The goal was not only to open local eyes to the pool of homegrown cinematic talent, but to digitize the work and draw a larger audience via the Internet. Cinematheque (French for "film library") included a cyber-directory of St. Louis' "creative class," where arts professionals could post head shots, CVs and work samples. When Hollywood and New York producers considered St. Louis for a movie shoot, they'd have an online repository to skim for talent.

"St. Louis is always on the defensive," explains Gunn. "This was offense. Instead of letting other people define our character, we wanted our creative professionals to say, 'Here's who we are,' and to make money doing it."

Gunn initially set about creating a nonprofit so his financiers could get tax breaks for their gifts. But at the urging of a lawyer at the Regional Arts Commission (RAC), he instead established a so-called "fiscal sponsorship." Used in other cities, including Kansas City, the arrangement allows not-for-profits to act as financial clearing-houses for donations made to artists, saving artists the time and hassle of incorporating as nonprofits themselves.

"An artist can then devote themselves entirely to the work they're being funded to do," explains Geoff Link, executive director of the San Francisco Study Center, which tracks such sponsorships nationally. "The artist doesn't need an accountant or a lawyer or a board of directors because the fiscal sponsor brings all of that to the table."

RAC agreed to do the job for Cinematheque. Gunn hoped his group would eventually become St. Louis' premier film sponsor, like the Northwest Film Forum in Seattle and the Bay Area Video Coalition in San Francisco.

By early this year, Cinematheque was rolling along with its film production, and hundreds of artists had signed up for the online directory. The plan was to begin screening the films at St. Louis Cinemas next year.

Gunn says he had long been frustrated, though, by a lack of support from RAC and still keeps a year's worth of e-mails he's sent to Jill McGuire, RAC's executive director, in which he's almost begging for the art commission's assistance.

Still, in March, Gunn hand-carried to the commission another $100,000 check from the family foundation.
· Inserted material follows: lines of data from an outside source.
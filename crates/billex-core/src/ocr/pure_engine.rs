//! Pure Rust OCR engine wrapper using `pure-onnx-ocr`.

use std::time::Instant;

use image::{DynamicImage, GenericImageView};
use tracing::{debug, info};

use crate::error::OcrError;
use crate::models::config::OcrConfig;

use super::{OcrResult, TextBox, TextRecognizer};

/// OCR engine backed by `pure-onnx-ocr` (pure Rust, no external ONNX Runtime).
pub struct PureOcrEngine {
    engine: pure_onnx_ocr::engine::OcrEngine,
    keep_unk: bool,
    line_tolerance: f32,
}

impl PureOcrEngine {
    /// Load the detection model, recognition model and dictionary named in `config`
    /// from `config.model_dir`.
    pub fn from_config(config: &OcrConfig) -> Result<Self, OcrError> {
        let det_path = config.model_path(&config.detection_model);
        let rec_path = config.model_path(&config.recognition_model);
        let dict_path = config.model_path(&config.dictionary);

        for path in [&det_path, &rec_path, &dict_path] {
            if !path.exists() {
                return Err(OcrError::ModelLoad(format!(
                    "model file not found: {}",
                    path.display()
                )));
            }
        }

        let engine = pure_onnx_ocr::engine::OcrEngineBuilder::new()
            .det_model_path(&det_path)
            .rec_model_path(&rec_path)
            .dictionary_path(&dict_path)
            .build()
            .map_err(|e| OcrError::ModelLoad(format!("pure-onnx-ocr: {}", e)))?;

        info!("Loaded pure-onnx-ocr engine from {}", config.model_dir.display());

        Ok(Self {
            engine,
            keep_unk: config.keep_unk,
            line_tolerance: config.line_merge_tolerance,
        })
    }
}

impl TextRecognizer for PureOcrEngine {
    fn recognize(&self, image: &DynamicImage) -> Result<OcrResult, OcrError> {
        let start = Instant::now();
        let (width, height) = image.dimensions();

        info!("Processing image: {}x{}", width, height);

        let results = self
            .engine
            .run_from_image(image)
            .map_err(|e| OcrError::Recognition(format!("pure-onnx-ocr: {}", e)))?;

        debug!("pure-onnx-ocr returned {} text regions", results.len());

        let boxes: Vec<TextBox> = results
            .iter()
            .map(|r| {
                let text = if self.keep_unk {
                    r.text.clone()
                } else {
                    r.text.replace("[UNK]", " ")
                };
                TextBox::new(text, polygon_to_bbox(&r.bounding_box), r.confidence)
            })
            .collect();

        let mut result = OcrResult {
            boxes,
            processing_time_ms: 0,
            image_size: (width, height),
        };
        result.sort_by_reading_order(self.line_tolerance);
        result.processing_time_ms = start.elapsed().as_millis() as u64;

        info!(
            "OCR complete: {} text boxes in {}ms",
            result.boxes.len(),
            result.processing_time_ms
        );

        Ok(result)
    }
}

/// Convert a `Polygon<f64>` to our `[f32; 8]` bbox format.
fn polygon_to_bbox(polygon: &pure_onnx_ocr::Polygon<f64>) -> [f32; 8] {
    let mut bbox = [0.0f32; 8];
    for (i, coord) in polygon.exterior().coords().take(4).enumerate() {
        bbox[i * 2] = coord.x as f32;
        bbox[i * 2 + 1] = coord.y as f32;
    }
    bbox
}
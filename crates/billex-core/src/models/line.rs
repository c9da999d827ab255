//! Text lines as produced by the OCR collaborator.

use serde::{Deserialize, Serialize};

/// One line of recognized text and its position in the original sequence.
///
/// The index is the position the line had before any cleanup, so it stays
/// stable when junk lines around it are dropped.
#[derive(Debug, Clone, PartialEq, Serialize, Deserialize)]
pub struct TextLine {
    /// Position in the sequence returned by the OCR collaborator.
    pub index: usize,

    /// Line content.
    pub text: String,

    /// Axis-aligned bounds (x1, y1, x2, y2) when layout information is known.
    #[serde(default, skip_serializing_if = "Option::is_none")]
    pub bbox: Option<[f32; 4]>,
}

impl TextLine {
    pub fn new(index: usize, text: impl Into<String>) -> Self {
        Self {
            index,
            text: text.into(),
            bbox: None,
        }
    }

    pub fn with_bbox(mut self, bbox: [f32; 4]) -> Self {
        self.bbox = Some(bbox);
        self
    }

    /// Build a numbered sequence from plain strings.
    pub fn from_strs<S: AsRef<str>>(lines: &[S]) -> Vec<TextLine> {
        lines
            .iter()
            .enumerate()
            .map(|(i, l)| TextLine::new(i, l.as_ref()))
            .collect()
    }

    /// Split a block of text on newlines into a numbered sequence.
    pub fn from_text(text: &str) -> Vec<TextLine> {
        text.lines()
            .enumerate()
            .map(|(i, l)| TextLine::new(i, l))
            .collect()
    }
}

/// Join line texts with newlines, for extractors that match across the whole document.
pub fn join_lines(lines: &[TextLine]) -> String {
    lines
        .iter()
        .map(|l| l.text.as_str())
        .collect::<Vec<_>>()
        .join("\n")
}

#[cfg(test)]
mod tests {
    use super::*;

    #[test]
    fn test_from_text_numbers_lines() {
        let lines = TextLine::from_text("first\n\nthird");

        assert_eq!(lines.len(), 3);
        assert_eq!(lines[2], TextLine::new(2, "third"));
    }

    #[test]
    fn test_join_lines() {
        let lines = TextLine::from_strs(&["a", "b"]);
        assert_eq!(join_lines(&lines), "a\nb");
    }
}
The following month RAC abruptly severed its ties to Cinematheque and returned the $100,000 to the foundation. Gunn says he received two brief phone calls from the art group's directors telling him it was over. But no explanation was offered. "If they would have called and said, 'Walter, you screwed up!' Then, OK. Tell me what I did, and I'll fix it."

McGuire says a "convergence of factors" prompted her organization's sudden departure from the film project. Specifically, says McGuire, RAC's auditors wanted more documentation from Cinematheque to justify their sponsorship. "At that point, we reviewed what paperwork [Gunn] presented to us and said, 'This is not going to work.'"

A representative of the foundation backing Cinematheque is still fuming over the rift. "I went in there for an explanation, and they tell me it's because Walter has not kept good records," says the donor, who declined to be named because her family has donated money anonymously for decades.

"Well, Walter has every e-mail, every budget they've ever considered, every rough draft of every rough draft," she goes on. "You just can't tell me this guy wasn't organized enough to give them everything they ever needed. I said, 'Go ahead and investigate him. Let the IRS check him out. You have nothing to be afraid of.'"

Gunn is an artist who made his name at the Sheldon Concert Hall. He was hired in the mid-1980s to rehab the building and became its executive director before being forced out by the Sheldon's board in 1994. He says that public ouster was so painful that he's avoided any involvement in civic activities ever since — that is, until he came up with Cinematheque.

Cliff Froehlich, executive director of Cinema St. Louis, considered the plan ambitious. "Ultimately, I didn't have a great hope for it having a huge impact outside of town," he says. "But I thought it would have been a really good thing for the local filmmaking community."

Gunn's project, though, still has support in powerful corridors.

"From an economic-development point of view, I see [Cinematheque's] utility as, 'Hey, wouldn't it be cool if site-selection and casting agents were able to readily recognize that St. Louis has that capacity and is ready?'" notes Jay DeLong, vice president for new ventures at the St. Louis Regional Chamber and Growth Association. "Plus, the notion of each one of the neighborhoods in St. Louis having some sort of cinematic representation in the database seemed pretty cool to me."